* **What you will do**
Work out how many lines in the data below contain "purls", and state that count with nothing added.

= Beginning of Section =

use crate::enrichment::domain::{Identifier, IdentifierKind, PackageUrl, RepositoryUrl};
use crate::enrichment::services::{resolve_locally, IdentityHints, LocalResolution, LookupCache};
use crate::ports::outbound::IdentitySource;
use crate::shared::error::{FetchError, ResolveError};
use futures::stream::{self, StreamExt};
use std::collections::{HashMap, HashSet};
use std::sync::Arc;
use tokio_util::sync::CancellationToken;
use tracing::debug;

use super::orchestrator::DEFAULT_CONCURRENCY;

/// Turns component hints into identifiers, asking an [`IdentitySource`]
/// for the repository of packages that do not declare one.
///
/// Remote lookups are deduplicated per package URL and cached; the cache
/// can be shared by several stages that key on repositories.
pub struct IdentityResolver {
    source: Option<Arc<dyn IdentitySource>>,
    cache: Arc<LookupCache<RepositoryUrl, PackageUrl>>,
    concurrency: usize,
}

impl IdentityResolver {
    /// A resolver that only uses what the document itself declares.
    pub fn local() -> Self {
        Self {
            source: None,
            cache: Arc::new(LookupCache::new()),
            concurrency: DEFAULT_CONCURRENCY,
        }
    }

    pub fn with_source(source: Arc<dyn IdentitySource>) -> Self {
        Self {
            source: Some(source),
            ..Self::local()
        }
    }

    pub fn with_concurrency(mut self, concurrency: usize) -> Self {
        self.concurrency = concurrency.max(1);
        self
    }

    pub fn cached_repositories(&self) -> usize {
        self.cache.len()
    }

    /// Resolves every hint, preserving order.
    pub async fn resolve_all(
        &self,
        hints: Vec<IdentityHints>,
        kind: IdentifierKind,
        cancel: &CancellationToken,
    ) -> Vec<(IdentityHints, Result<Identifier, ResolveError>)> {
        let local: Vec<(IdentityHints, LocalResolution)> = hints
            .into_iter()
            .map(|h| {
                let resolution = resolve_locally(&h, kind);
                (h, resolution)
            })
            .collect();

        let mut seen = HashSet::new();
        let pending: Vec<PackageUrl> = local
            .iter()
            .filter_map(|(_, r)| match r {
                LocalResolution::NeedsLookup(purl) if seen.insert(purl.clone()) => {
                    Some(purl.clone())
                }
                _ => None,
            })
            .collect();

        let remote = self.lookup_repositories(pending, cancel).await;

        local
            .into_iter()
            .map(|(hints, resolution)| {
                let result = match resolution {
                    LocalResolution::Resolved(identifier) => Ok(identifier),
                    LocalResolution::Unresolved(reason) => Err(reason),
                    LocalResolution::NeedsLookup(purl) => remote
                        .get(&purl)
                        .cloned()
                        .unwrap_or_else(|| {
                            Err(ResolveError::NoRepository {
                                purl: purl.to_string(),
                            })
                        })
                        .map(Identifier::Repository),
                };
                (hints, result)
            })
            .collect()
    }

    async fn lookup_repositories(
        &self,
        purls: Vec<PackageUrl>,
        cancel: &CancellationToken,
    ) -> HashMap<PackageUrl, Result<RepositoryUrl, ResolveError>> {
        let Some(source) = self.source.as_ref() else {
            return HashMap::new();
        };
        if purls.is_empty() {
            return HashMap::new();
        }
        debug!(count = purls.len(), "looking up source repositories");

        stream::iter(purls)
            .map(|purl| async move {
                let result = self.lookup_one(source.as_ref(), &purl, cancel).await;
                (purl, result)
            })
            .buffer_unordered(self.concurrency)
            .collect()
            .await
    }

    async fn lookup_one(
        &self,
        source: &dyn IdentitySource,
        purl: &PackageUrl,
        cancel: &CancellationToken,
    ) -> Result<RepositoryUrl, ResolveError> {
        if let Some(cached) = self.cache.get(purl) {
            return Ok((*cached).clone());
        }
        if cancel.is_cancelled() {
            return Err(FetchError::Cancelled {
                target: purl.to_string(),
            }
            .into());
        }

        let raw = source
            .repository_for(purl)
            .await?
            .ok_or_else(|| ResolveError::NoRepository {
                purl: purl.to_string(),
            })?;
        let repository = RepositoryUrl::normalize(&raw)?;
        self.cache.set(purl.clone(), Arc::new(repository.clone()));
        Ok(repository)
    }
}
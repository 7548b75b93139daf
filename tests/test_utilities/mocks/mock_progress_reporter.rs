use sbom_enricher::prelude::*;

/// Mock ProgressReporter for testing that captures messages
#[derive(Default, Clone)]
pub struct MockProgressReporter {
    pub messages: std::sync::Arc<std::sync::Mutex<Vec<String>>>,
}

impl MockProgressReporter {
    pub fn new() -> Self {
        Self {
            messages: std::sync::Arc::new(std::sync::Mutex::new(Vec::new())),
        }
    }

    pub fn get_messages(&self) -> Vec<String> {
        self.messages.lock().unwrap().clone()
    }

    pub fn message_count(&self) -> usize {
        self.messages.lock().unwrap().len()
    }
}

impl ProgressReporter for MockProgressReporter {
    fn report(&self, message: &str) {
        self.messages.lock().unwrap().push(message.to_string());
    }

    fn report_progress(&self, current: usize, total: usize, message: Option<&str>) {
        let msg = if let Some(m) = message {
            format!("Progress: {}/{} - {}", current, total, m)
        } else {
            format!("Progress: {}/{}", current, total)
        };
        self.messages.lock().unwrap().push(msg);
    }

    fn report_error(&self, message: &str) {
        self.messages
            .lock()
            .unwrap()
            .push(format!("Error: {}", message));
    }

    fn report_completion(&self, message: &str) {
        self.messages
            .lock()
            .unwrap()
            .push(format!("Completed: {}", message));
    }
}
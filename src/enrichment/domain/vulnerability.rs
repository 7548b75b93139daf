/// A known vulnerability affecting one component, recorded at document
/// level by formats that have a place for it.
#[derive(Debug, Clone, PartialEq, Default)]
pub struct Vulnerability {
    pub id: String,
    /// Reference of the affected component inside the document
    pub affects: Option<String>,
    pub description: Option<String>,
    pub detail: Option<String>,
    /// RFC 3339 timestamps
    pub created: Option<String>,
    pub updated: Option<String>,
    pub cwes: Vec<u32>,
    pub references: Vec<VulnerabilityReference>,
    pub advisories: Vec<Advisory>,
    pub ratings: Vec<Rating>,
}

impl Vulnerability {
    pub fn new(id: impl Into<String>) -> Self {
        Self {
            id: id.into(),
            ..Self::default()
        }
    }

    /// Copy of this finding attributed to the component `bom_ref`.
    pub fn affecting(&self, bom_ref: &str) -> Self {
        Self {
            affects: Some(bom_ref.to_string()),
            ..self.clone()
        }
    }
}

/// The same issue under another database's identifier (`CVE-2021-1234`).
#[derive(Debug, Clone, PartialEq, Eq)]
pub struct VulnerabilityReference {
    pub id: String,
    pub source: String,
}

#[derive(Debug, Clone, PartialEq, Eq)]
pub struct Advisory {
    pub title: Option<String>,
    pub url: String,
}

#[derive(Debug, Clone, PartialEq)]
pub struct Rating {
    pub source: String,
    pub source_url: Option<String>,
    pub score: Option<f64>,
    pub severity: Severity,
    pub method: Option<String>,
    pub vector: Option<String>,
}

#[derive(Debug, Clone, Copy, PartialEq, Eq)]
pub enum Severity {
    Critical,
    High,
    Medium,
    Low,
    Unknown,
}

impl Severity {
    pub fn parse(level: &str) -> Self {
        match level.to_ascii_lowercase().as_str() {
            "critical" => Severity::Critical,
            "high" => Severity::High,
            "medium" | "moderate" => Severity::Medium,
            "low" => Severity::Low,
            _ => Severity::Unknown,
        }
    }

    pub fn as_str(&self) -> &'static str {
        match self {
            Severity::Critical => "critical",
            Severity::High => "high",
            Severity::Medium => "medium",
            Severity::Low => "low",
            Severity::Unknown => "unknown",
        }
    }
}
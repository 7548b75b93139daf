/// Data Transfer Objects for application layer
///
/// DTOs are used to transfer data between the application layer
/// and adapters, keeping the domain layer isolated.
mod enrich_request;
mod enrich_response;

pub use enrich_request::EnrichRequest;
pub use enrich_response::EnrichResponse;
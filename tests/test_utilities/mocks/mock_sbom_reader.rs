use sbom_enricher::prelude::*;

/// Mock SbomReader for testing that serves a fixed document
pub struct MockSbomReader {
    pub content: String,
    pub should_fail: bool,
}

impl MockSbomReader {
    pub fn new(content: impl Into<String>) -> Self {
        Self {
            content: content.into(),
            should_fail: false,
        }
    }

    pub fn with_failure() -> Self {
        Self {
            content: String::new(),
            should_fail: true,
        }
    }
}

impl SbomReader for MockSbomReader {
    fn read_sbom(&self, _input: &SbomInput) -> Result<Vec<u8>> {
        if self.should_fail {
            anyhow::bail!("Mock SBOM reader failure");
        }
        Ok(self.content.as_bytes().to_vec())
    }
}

= End of Section =
= Beginning of Section =

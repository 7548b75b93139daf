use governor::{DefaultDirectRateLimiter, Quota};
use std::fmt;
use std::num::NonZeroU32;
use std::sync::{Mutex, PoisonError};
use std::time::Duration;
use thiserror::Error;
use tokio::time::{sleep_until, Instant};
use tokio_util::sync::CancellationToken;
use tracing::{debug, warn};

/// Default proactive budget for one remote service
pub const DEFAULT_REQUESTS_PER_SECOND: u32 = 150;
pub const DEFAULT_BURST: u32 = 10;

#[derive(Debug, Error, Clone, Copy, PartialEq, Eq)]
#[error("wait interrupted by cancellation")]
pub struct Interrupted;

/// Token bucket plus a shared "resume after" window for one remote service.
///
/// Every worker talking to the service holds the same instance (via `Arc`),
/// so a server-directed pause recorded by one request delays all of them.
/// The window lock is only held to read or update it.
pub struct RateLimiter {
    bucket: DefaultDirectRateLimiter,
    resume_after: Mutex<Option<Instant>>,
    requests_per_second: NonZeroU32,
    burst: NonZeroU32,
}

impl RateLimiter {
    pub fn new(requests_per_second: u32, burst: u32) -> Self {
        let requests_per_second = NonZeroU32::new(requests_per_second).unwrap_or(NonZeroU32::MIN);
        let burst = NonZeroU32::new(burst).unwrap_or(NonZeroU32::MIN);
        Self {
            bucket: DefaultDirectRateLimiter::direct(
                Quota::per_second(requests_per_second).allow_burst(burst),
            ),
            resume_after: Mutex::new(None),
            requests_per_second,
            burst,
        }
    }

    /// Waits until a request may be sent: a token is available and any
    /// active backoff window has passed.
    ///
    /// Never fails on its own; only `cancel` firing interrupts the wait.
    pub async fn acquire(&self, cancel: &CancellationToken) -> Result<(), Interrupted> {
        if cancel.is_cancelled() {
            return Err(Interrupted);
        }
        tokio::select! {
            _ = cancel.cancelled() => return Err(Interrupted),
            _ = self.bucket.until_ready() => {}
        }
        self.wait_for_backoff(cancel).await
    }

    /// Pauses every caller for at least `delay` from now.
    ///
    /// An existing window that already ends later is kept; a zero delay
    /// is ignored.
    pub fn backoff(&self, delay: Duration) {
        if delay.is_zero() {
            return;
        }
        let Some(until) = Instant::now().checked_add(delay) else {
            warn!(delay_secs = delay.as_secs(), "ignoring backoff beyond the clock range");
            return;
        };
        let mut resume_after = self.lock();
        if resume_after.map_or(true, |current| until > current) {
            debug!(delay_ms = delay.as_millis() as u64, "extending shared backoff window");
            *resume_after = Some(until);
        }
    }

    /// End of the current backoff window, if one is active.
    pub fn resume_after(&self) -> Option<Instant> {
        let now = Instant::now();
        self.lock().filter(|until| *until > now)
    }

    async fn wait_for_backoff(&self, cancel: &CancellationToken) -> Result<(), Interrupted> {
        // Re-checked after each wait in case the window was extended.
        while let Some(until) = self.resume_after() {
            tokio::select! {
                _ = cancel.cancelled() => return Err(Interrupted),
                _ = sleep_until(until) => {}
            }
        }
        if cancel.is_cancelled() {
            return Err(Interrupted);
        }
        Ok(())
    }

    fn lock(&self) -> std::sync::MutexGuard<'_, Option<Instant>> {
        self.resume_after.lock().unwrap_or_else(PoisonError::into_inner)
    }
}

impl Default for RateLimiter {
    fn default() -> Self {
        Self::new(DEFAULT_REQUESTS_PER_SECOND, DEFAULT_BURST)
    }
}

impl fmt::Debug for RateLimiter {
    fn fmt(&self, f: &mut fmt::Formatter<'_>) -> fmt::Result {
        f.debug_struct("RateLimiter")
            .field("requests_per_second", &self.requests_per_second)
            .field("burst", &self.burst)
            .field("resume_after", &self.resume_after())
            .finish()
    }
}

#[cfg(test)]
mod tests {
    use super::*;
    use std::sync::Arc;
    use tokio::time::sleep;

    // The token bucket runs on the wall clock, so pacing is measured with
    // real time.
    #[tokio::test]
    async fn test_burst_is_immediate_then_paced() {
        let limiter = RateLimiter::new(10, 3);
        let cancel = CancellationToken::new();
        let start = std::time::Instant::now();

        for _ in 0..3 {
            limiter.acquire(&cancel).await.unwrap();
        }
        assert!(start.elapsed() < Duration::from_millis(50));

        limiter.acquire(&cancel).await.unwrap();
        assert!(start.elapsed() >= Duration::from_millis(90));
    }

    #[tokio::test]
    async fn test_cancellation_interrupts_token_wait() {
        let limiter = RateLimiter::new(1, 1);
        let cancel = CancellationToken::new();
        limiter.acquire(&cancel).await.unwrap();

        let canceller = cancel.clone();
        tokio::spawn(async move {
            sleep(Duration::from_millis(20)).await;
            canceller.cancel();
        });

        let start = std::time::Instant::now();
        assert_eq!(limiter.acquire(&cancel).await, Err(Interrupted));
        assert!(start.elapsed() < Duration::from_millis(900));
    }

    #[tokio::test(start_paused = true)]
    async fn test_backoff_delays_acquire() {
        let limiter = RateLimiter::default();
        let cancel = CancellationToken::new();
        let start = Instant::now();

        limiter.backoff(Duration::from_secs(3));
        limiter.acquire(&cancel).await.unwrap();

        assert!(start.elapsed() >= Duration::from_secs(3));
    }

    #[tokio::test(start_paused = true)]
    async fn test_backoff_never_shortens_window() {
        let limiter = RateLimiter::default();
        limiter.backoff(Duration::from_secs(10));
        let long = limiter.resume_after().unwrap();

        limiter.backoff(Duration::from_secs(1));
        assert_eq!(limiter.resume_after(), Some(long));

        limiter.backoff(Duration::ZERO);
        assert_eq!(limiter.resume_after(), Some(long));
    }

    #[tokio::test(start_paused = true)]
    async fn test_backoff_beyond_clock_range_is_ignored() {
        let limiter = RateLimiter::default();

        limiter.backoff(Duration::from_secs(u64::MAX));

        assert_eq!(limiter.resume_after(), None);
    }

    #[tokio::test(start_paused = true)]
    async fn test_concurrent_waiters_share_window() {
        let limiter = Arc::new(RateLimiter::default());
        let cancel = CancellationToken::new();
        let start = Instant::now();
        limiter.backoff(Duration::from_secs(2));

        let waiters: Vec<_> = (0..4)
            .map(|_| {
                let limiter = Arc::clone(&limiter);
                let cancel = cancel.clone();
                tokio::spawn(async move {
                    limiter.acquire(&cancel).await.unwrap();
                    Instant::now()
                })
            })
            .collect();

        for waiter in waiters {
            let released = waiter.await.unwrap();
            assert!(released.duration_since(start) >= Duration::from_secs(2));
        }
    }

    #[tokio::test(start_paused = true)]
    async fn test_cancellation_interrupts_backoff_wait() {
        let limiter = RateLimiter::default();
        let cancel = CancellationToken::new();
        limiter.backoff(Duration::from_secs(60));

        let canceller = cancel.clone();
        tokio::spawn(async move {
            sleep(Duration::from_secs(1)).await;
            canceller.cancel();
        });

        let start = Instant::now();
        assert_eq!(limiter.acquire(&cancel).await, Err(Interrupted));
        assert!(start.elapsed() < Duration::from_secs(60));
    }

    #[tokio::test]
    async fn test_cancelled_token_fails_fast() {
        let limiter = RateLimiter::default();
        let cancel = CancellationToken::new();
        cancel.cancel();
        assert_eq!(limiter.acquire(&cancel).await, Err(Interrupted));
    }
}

= End of Section =
= Beginning of Section =

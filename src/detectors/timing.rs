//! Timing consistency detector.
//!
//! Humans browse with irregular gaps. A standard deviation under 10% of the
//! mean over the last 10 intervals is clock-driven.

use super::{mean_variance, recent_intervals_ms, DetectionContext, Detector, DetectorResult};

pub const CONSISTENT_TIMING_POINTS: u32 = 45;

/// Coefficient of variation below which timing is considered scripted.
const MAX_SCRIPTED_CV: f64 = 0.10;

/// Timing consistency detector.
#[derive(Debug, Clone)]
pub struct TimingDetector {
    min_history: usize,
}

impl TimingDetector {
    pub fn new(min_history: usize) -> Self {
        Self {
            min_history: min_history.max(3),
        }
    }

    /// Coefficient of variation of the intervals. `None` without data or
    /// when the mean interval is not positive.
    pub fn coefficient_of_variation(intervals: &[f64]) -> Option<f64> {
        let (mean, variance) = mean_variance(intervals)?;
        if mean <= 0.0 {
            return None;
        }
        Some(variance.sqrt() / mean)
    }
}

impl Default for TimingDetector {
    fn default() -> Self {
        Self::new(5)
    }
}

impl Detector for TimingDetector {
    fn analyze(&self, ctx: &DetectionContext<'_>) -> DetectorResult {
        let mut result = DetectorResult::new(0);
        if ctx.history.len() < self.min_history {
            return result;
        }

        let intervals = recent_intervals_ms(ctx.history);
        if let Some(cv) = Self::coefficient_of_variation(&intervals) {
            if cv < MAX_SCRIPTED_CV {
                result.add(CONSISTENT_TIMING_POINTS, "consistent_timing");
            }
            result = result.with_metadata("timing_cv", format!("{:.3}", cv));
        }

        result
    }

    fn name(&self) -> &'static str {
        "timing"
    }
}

= End of Section =

* **Result of the exercise**
4